(Dataset entries)
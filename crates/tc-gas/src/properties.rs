//! Perfect-gas parameter bundles.

use crate::relations::{gas_constant, heat_capacity};

/// Thermodynamic parameters of a perfect gas.
///
/// The three members are mutually consistent: `r = (gamma - 1) * cp / gamma`.
/// Construct through [`GasProperties::from_gamma_cp`] or
/// [`GasProperties::from_gamma_r`] so the third parameter is derived rather
/// than supplied independently.
#[derive(Debug, Clone, Copy, PartialEq)]
pub struct GasProperties {
    /// Ratio of specific heats
    pub gamma: f64,
    /// Specific heat at constant pressure [J/(kg K)]
    pub cp: f64,
    /// Specific gas constant [J/(kg K)]
    pub r: f64,
}

impl GasProperties {
    /// Dry air at standard-atmosphere conditions.
    pub const AIR: GasProperties = GasProperties {
        gamma: 1.4,
        r: 287.052_87,
        cp: 1.4 * 287.052_87 / (1.4 - 1.0),
    };

    pub fn from_gamma_cp(gamma: f64, cp: f64) -> Self {
        Self {
            gamma,
            cp,
            r: gas_constant(gamma, cp),
        }
    }

    pub fn from_gamma_r(gamma: f64, r: f64) -> Self {
        Self {
            gamma,
            cp: heat_capacity(gamma, r),
            r,
        }
    }

    /// Local speed of sound [m/s] at static temperature `t` [K].
    pub fn sonic_speed(&self, t: f64) -> f64 {
        crate::relations::sonic_speed(self.gamma, self.r, t)
    }
}
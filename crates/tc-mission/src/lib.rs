//! tc-mission: airframe bookkeeping and mission-segment integration.
//!
//! Provides:
//! - `Aircraft`: mass and drag-polar bookkeeping for a fixed-wing airframe
//! - `Mission`: time integration of takeoff, cruise, and landing segments,
//!   calling the cycle engine once per step for thrust and fuel consumption
//!
//! This is thin orchestration over `tc-cycle`; all engine physics lives
//! there.

pub mod aircraft;
pub mod error;
pub mod mission;

pub use aircraft::{Aircraft, FlightMode, LoadFactors};
pub use error::{MissionError, MissionResult};
pub use mission::{Mission, StepOptions, StepOutcome};
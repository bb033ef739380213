//! Compressible-flow relations shared by the cycle stages.
//!
//! All functions here are stateless and element-wise safe: they take and
//! return plain `f64` values, and callers working over flight envelopes lift
//! them through `Field::map`.

/// Specific gas constant [J/(kg K)] from gamma and c_p.
pub fn gas_constant(gamma: f64, cp: f64) -> f64 {
    (gamma - 1.0) * cp / gamma
}

/// Specific heat at constant pressure [J/(kg K)] from gamma and R.
pub fn heat_capacity(gamma: f64, r: f64) -> f64 {
    gamma * r / (gamma - 1.0)
}

/// Local speed of sound [m/s].
pub fn sonic_speed(gamma: f64, r: f64, t: f64) -> f64 {
    (gamma * r * t).sqrt()
}

/// Total-to-static temperature ratio at Mach number `m`.
pub fn stagnation_temperature_ratio(gamma: f64, m: f64) -> f64 {
    1.0 + 0.5 * (gamma - 1.0) * m * m
}

/// Total-to-static pressure ratio at Mach number `m`.
pub fn stagnation_pressure_ratio(gamma: f64, m: f64) -> f64 {
    stagnation_temperature_ratio(gamma, m).powf(gamma / (gamma - 1.0))
}

/// Inlet total-pressure recovery as a function of flight Mach number.
///
/// Unity through Mach 1, the MIL-E-5008B shock-loss correlation
/// `1 - 0.075 (M - 1)^1.35` up to Mach 5, and `800 / (M^4 + 935)` beyond.
pub fn ram_recovery(m: f64) -> f64 {
    if m <= 1.0 {
        1.0
    } else if m <= 5.0 {
        1.0 - 0.075 * (m - 1.0).powf(1.35)
    } else {
        800.0 / (m.powi(4) + 935.0)
    }
}

#[cfg(test)]
mod tests {
    use super::*;
    use tc_core::{Field, Tolerances, nearly_equal};

    #[test]
    fn stagnation_ratios_at_rest_are_unity() {
        assert_eq!(stagnation_temperature_ratio(1.4, 0.0), 1.0);
        assert_eq!(stagnation_pressure_ratio(1.4, 0.0), 1.0);
    }

    #[test]
    fn stagnation_ratio_subsonic_spot_value() {
        // M = 0.8, gamma = 1.4: tau = 1.128, pi = tau^3.5
        let tau = stagnation_temperature_ratio(1.4, 0.8);
        assert!(nearly_equal(tau, 1.128, Tolerances::default()));
        let pi = stagnation_pressure_ratio(1.4, 0.8);
        assert!(nearly_equal(pi, 1.128_f64.powf(3.5), Tolerances::default()));
    }

    #[test]
    fn ram_recovery_is_unity_through_mach_one() {
        assert_eq!(ram_recovery(0.0), 1.0);
        assert_eq!(ram_recovery(0.5), 1.0);
        assert_eq!(ram_recovery(1.0), 1.0);
    }

    #[test]
    fn ram_recovery_continuous_at_branch_points() {
        let below = ram_recovery(1.0 - 1e-9);
        let above = ram_recovery(1.0 + 1e-9);
        assert!((below - above).abs() < 1e-6);

        // The correlation pieces meet near M = 5 within correlation accuracy.
        let below = ram_recovery(5.0);
        let above = ram_recovery(5.0 + 1e-9);
        assert!((below - above).abs() < 1e-3);
    }

    #[test]
    fn ram_recovery_decreases_supersonic() {
        assert!(ram_recovery(2.0) < 1.0);
        assert!(ram_recovery(6.0) < ram_recovery(4.0));
    }

    #[test]
    fn ram_recovery_lifts_over_fields_per_element() {
        let mach = Field::array(vec![0.8, 2.0, 6.0]);
        let eta = mach.map(ram_recovery);
        assert_eq!(eta.at(0), 1.0);
        assert_eq!(eta.at(1), ram_recovery(2.0));
        assert_eq!(eta.at(2), ram_recovery(6.0));
    }

    #[test]
    fn gas_constant_heat_capacity_inverse() {
        let r = gas_constant(1.33, 1155.5568);
        assert!(nearly_equal(
            heat_capacity(1.33, r),
            1155.5568,
            Tolerances::default()
        ));
    }

    mod proptests {
        use super::*;
        use proptest::prelude::*;

        proptest! {
            #[test]
            fn stagnation_ratios_monotone_in_mach(m in 0.0_f64..8.0) {
                let gamma = 1.4;
                prop_assert!(stagnation_temperature_ratio(gamma, m + 0.1)
                    > stagnation_temperature_ratio(gamma, m));
                prop_assert!(stagnation_pressure_ratio(gamma, m + 0.1)
                    > stagnation_pressure_ratio(gamma, m));
            }

            #[test]
            fn ram_recovery_bounded(m in 0.0_f64..20.0) {
                let eta = ram_recovery(m);
                prop_assert!(eta > 0.0 && eta <= 1.0);
            }
        }
    }
}
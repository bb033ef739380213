//! tc-project: engine definition files.
//!
//! Loads YAML engine definitions and applies them to a `TurbofanAnalysis`
//! through its validated setters, so every domain violation in a file
//! surfaces as the engine's own error.

pub mod schema;

use std::path::Path;

use tc_cycle::{CycleError, TurbofanAnalysis};
use thiserror::Error;

pub use schema::{
    BurnerDef, EngineDef, EngineProject, ExitPressureRatiosDef, FuelDef, PressureLossesDef,
    SpoolStageDef, TurbineDef,
};

/// Newest schema version this build understands.
pub const LATEST_VERSION: u32 = 1;

#[derive(Error, Debug)]
pub enum ProjectError {
    #[error("I/O error reading engine definition: {0}")]
    Io(#[from] std::io::Error),

    #[error("YAML error in engine definition: {0}")]
    Yaml(#[from] serde_yaml::Error),

    #[error("Unsupported version: {version}")]
    UnsupportedVersion { version: u32 },

    #[error(transparent)]
    Cycle(#[from] CycleError),
}

pub type ProjectResult<T> = Result<T, ProjectError>;

/// Parse an engine definition from YAML text.
pub fn parse_engine(text: &str) -> ProjectResult<EngineProject> {
    let project: EngineProject = serde_yaml::from_str(text)?;
    if project.version > LATEST_VERSION {
        return Err(ProjectError::UnsupportedVersion {
            version: project.version,
        });
    }
    Ok(project)
}

/// Read and parse an engine definition file.
pub fn load_engine(path: &Path) -> ProjectResult<EngineProject> {
    let text = std::fs::read_to_string(path)?;
    parse_engine(&text)
}

/// Apply a definition to a fresh engine and verify completeness.
pub fn build_analysis(project: &EngineProject) -> ProjectResult<TurbofanAnalysis> {
    let def = &project.engine;
    let mut engine = TurbofanAnalysis::new();

    engine.set_fuel_properties(def.fuel.heating_value, def.fuel.gamma, def.fuel.heat_capacity)?;
    engine.set_turbine_properties(
        def.turbine.inlet_total_temperature,
        def.turbine.polytropic_efficiency,
        def.turbine.mechanical_efficiency,
    )?;
    engine.set_compressor_properties(
        def.compressor.compression_ratio,
        def.compressor.polytropic_efficiency,
    )?;
    engine.set_fan_properties(def.fan.compression_ratio, def.fan.polytropic_efficiency)?;
    engine.set_inlet_outlet_properties(
        def.pressure_losses.diffuser_max,
        def.pressure_losses.fan_nozzle,
        def.pressure_losses.core_nozzle,
    )?;
    engine.set_burner_properties(def.burner.total_pressure_ratio, def.burner.efficiency)?;
    engine.set_bypass_ratio(def.bypass_ratio)?;
    if let Some(exit) = &def.exit_pressure_ratios {
        engine.set_exit_pressure_ratios(exit.ambient_to_core_exit, exit.ambient_to_fan_exit)?;
    }

    engine.initialize_problem()?;
    Ok(engine)
}

/// Parse-and-apply without keeping the engine; for `validate` commands.
pub fn validate_engine(project: &EngineProject) -> ProjectResult<()> {
    build_analysis(project).map(|_| ())
}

• _WHAT THE EXERCISE ASKS_
Copy, from the lines above, each one that holds "text".

• _TASK ANSWER_
/// Parse an engine definition from YAML text.
pub fn parse_engine(text: &str) -> ProjectResult<EngineProject> {
    let project: EngineProject = serde_yaml::from_str(text)?;
    let text = std::fs::read_to_string(path)?;
    parse_engine(&text)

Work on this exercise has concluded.